New platform security guidance to help protect critical information

CESG, the Information Security Arm of GCHQ, has published new security guidance for a wide range of end user devices.

The online guidance is designed to help public sector security architects, system administrators and end-users as they deploy and use the latest laptops, desktops, tablets and smartphones. Platforms covered include Android, BlackBerry, Apple iOS and OSX, Ubuntu, Windows and Windows Phone and Chrome OS.

Building on the Cabinet Office’s End User Device Security Framework, this new guidance provides advice on how particular platforms can be configured to achieve the key security recommendations contained in the framework.

The guidance also contains good practice advice on system architectures for remote and frontline mobile working, details of particular configuration choices for each platform and notes particular security risks and issues that users need to be aware of.

Jonathan Hoyle, Director General for Government and Industry Cyber Security at GCHQ said: “Finding the right balance between security and usability is critical for all organisations and we have put this principle at the heart of our work. This guidance is the result of close collaboration between CESG’s cyber security experts, our partners in industry and the public sector. It provides an excellent set of recommendations for anyone trying to enable secure business using the latest technologies in a cost-effective way.”

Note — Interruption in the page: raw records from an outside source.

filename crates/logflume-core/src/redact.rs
//! Credential redaction applied by producers before serialization.
//!
//! Envelopes routinely capture request headers and client payloads into
//! `metadata`; anything credential-bearing must be replaced with a fixed
//! marker before the event leaves the process. Redaction walks structured
//! metadata recursively. Raw string metadata is opaque and passes through
//! untouched; producers that capture headers do so structurally.

use serde_json::Value as JsonValue;

use crate::defaults::REDACTION_MARKER;
use crate::envelope::{LogEnvelope, Metadata};

/// Key names whose values are redacted, in normalized form (lower-case,
/// hyphens folded to underscores).
const SENSITIVE_KEYS: &[&str] = &[
    "authorization",
    "proxy_authorization",
    "cookie",
    "set_cookie",
    "x_api_key",
    "api_key",
    "apikey",
    "access_token",
    "refresh_token",
    "token",
    "secret",
    "client_secret",
    "password",
    "private_key",
];

/// Whether a metadata key names a credential-bearing field.
/// Matching is case-insensitive and treats hyphens and underscores alike.
pub fn is_sensitive_key(key: &str) -> bool {
    let normalized = key.to_lowercase().replace('-', "_");
    SENSITIVE_KEYS.contains(&normalized.as_str())
}

/// Replace credential-bearing values in a JSON tree with the redaction
/// marker, recursing through objects and arrays. The whole value under a
/// sensitive key is replaced, whatever its shape.
pub fn redact_value(value: &mut JsonValue) {
    match value {
        JsonValue::Object(map) => {
            for (key, entry) in map.iter_mut() {
                if is_sensitive_key(key) {
                    *entry = JsonValue::String(REDACTION_MARKER.to_string());
                } else {
                    redact_value(entry);
                }
            }
        }
        JsonValue::Array(items) => {
            for item in items.iter_mut() {
                redact_value(item);
            }
        }
        _ => {}
    }
}

/// Redact an envelope's structured metadata in place.
pub fn redact_envelope(envelope: &mut LogEnvelope) {
    if let Some(Metadata::Structured(value)) = envelope.metadata.as_mut() {
        redact_value(value);
    }
}
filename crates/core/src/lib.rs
pub mod build;
pub mod command;
pub mod config;
pub mod env;
pub mod error;
pub mod runner;
pub mod sound;
pub mod util;

pub use build::{BuildOptions, BuildReport, build_once};
pub use command::BuildCommand;
pub use config::AppConfig;
pub use env::{BuildEnvironment, EnvName, RebuildScope};
pub use error::{AppBuildError, Result};
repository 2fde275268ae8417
//! Toolchain invocation for a versioned release binary

use crate::config::AppIdentity;
use crate::config::constants;
use crate::env::{BuildEnvironment, EnvName, RebuildScope};
use crate::error::{AppBuildError, Result};
use indexmap::IndexMap;
use std::path::PathBuf;
use tokio::process::Command;

/// A fully parameterised `go build` invocation
#[derive(Debug, Clone)]
pub struct BuildCommand {
    program: String,
    workspace: PathBuf,
    identity: AppIdentity,
    env: EnvName,
    rebuild: RebuildScope,
    /// `-X` linker symbols; `main.env` always comes first
    symbols: IndexMap<String, String>,
}

impl BuildCommand {
    pub fn new(environment: &BuildEnvironment, identity: AppIdentity) -> Self {
        let mut symbols = IndexMap::new();
        symbols.insert(
            constants::ENV_SYMBOL.to_string(),
            environment.env.as_str().to_string(),
        );

        Self {
            program: constants::TOOLCHAIN.to_string(),
            workspace: environment.workspace.clone(),
            identity,
            env: environment.env,
            rebuild: environment.rebuild_scope(),
            symbols,
        }
    }

    /// Replace the compiler driver, e.g. a pinned `go1.22.4` wrapper
    pub fn with_program(mut self, program: impl Into<String>) -> Self {
        self.program = program.into();
        self
    }

    /// Add an extra `-X symbol=value`. The environment tag cannot be overridden.
    pub fn define(mut self, symbol: impl Into<String>, value: impl Into<String>) -> Self {
        let symbol = symbol.into();
        if symbol != constants::ENV_SYMBOL {
            self.symbols.insert(symbol, value.into());
        }
        self
    }

    pub fn program(&self) -> &str {
        &self.program
    }

    pub fn identity(&self) -> &AppIdentity {
        &self.identity
    }

    pub fn env(&self) -> EnvName {
        self.env
    }

    pub fn rebuild(&self) -> RebuildScope {
        self.rebuild
    }

    pub fn symbols(&self) -> &IndexMap<String, String> {
        &self.symbols
    }

    /// `<workspace>/build/<Name>_<Version>.exe`
    pub fn output_path(&self) -> PathBuf {
        self.workspace
            .join(constants::BUILD_DIR)
            .join(self.identity.artifact_file_name())
    }

    pub fn resource_path(&self) -> PathBuf {
        self.workspace.join(constants::RESOURCE_FILE)
    }

    /// Directory the toolchain runs in
    pub fn package_dir(&self) -> PathBuf {
        self.workspace.join(constants::MAIN_PACKAGE_DIR)
    }

    /// The toolchain splits `-extldflags '...'` itself and has no escape for a
    /// quote inside the single-quoted resource path.
    pub fn validate(&self) -> Result<()> {
        let resource = self.resource_path();
        if resource.to_string_lossy().contains('\'') {
            return Err(AppBuildError::UnsupportedPath(resource));
        }
        Ok(())
    }

    /// Value of the `-ldflags` argument
    pub fn ldflags(&self) -> String {
        let symbols = self
            .symbols
            .iter()
            .map(|(symbol, value)| format!("-X {symbol}={value}"))
            .collect::<Vec<_>>()
            .join(" ");

        format!(
            "-s -w -H=windowsgui {} -linkmode external -extldflags '-static -Wl,{}'",
            symbols,
            self.resource_path().display()
        )
    }

    /// Arguments passed to the toolchain, without the program name.
    /// An incremental build has no rebuild flag at all.
    pub fn args(&self) -> Vec<String> {
        let mut args = vec![
            "build".to_string(),
            "-o".to_string(),
            self.output_path().display().to_string(),
            "-trimpath".to_string(),
            "-v".to_string(),
        ];
        let flag = self.rebuild.flag();
        if !flag.is_empty() {
            args.push(flag.to_string());
        }
        args.push("-buildmode=exe".to_string());
        args.push("-ldflags".to_string());
        args.push(self.ldflags());
        args
    }

    /// Single-line shell form, as printed to the log and by `--dry-run`.
    ///
    /// Keeps the historical layout: the rebuild slot is always present, so an
    /// incremental build shows two spaces after `-v`, and the line ends with a
    /// trailing space.
    pub fn command_line(&self) -> String {
        format!(
            "{} build -o {} -trimpath -v {} -buildmode=exe -ldflags \"{}\" ",
            self.program,
            self.output_path().display(),
            self.rebuild.flag(),
            self.ldflags()
        )
    }

    /// Process ready to spawn. Arguments are passed directly, no shell involved.
    pub fn to_process(&self) -> Command {
        let mut command = Command::new(&self.program);
        command.args(self.args()).current_dir(self.package_dir());
        command
    }
}
use appbuild_core::build::{BuildOptions, build_once};
use appbuild_core::env::BuildEnvironment;
use appbuild_core::error::{AppBuildError, Result};
use appbuild_core::runner::CommandRunner;
use appbuild_core::sound::Notifier;
use appbuild_core::util::file::{is_build_output, is_watched_file, watch_roots};
use notify::{Config, EventKind, RecommendedWatcher, RecursiveMode, Watcher};
use std::collections::HashSet;
use std::path::{Path, PathBuf};
use std::sync::mpsc;
use std::time::{Duration, Instant};
use tracing::{debug, error, info, warn};

/// Quiet period after the last event before a rebuild starts
const DEBOUNCE: Duration = Duration::from_millis(200);
const POLL: Duration = Duration::from_millis(100);

/// Paths from a create/modify event that should trigger a rebuild
pub fn relevant_paths(kind: &EventKind, paths: &[PathBuf], workspace: &Path) -> Vec<PathBuf> {
    match kind {
        EventKind::Create(_) | EventKind::Modify(_) => paths
            .iter()
            .filter(|path| is_watched_file(path) && !is_build_output(path, workspace))
            .cloned()
            .collect(),
        _ => Vec::new(),
    }
}

/// Directory to watch for an explicit config file, unless a source root
/// already covers it. The parent is watched so rename-on-save keeps working.
pub fn config_watch_dir(config: &Path, roots: &[PathBuf]) -> Option<PathBuf> {
    if roots.iter().any(|root| config.starts_with(root)) {
        return None;
    }
    match config.parent() {
        Some(parent) if !parent.as_os_str().is_empty() => Some(parent.to_path_buf()),
        _ => Some(PathBuf::from(".")),
    }
}

/// Watch source directories and rebuild on change. Runs until the watcher
/// channel closes; a failed rebuild is logged and watching continues.
pub async fn watch_and_rebuild(
    environment: &BuildEnvironment,
    options: &BuildOptions,
    runner: &dyn CommandRunner,
    notifier: &dyn Notifier,
) -> Result<()> {
    let (tx, rx) = mpsc::channel();

    let mut watcher = RecommendedWatcher::new(
        move |res| {
            if let Err(e) = tx.send(res) {
                error!("Failed to send watch event: {}", e);
            }
        },
        Config::default(),
    )
    .map_err(|e| AppBuildError::watch(e.to_string()))?;

    let roots = watch_roots(&environment.workspace);
    if roots.is_empty() {
        return Err(AppBuildError::watch(format!(
            "no source directories to watch under {}",
            environment.workspace.display()
        )));
    }
    for root in &roots {
        watcher
            .watch(root, RecursiveMode::Recursive)
            .map_err(|e| AppBuildError::watch(e.to_string()))?;
        debug!("Watching directory: {:?}", root);
    }
    if let Some(config_dir) = options
        .config_path
        .as_deref()
        .and_then(|config| config_watch_dir(config, &roots))
    {
        watcher
            .watch(&config_dir, RecursiveMode::NonRecursive)
            .map_err(|e| AppBuildError::watch(e.to_string()))?;
        debug!("Watching config directory: {:?}", config_dir);
    }

    info!("Watching for changes...");

    let mut pending_changes: HashSet<PathBuf> = HashSet::new();
    let mut last_event_time = Instant::now();

    loop {
        match rx.recv_timeout(POLL) {
            Ok(Ok(event)) => {
                let paths = relevant_paths(&event.kind, &event.paths, &environment.workspace);
                if !paths.is_empty() {
                    pending_changes.extend(paths);
                    last_event_time = Instant::now();
                }
            }
            Ok(Err(e)) => {
                warn!("Watch error: {}", e);
            }
            Err(mpsc::RecvTimeoutError::Timeout) => {
                if !pending_changes.is_empty() && last_event_time.elapsed() >= DEBOUNCE {
                    let changed_files: Vec<_> = pending_changes.drain().collect();
                    info!("Detected changes: {:?}", changed_files);

                    match build_once(environment, options, runner, notifier).await {
                        Ok(report) => debug!("Rebuild finished: {}", report.output_path.display()),
                        Err(e) => error!("Rebuild failed: {}", e),
                    }
                }
            }
            Err(mpsc::RecvTimeoutError::Disconnected) => {
                error!("Watch channel disconnected");
                break;
            }
        }
    }

    Ok(())
}
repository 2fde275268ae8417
pub mod file;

The guidance provides straightforward configuration advice for a range of devices and seeks to take a balanced approach between security and usability for remote or mobile working devices, helping to reduce common risks to sensitive information while still providing the flexibility and ease of use required.

Liam Maxwell, the Government’s Chief Technology Officer, said: “This is precisely the sort of approach to security we need – simple, pragmatic, understandable.”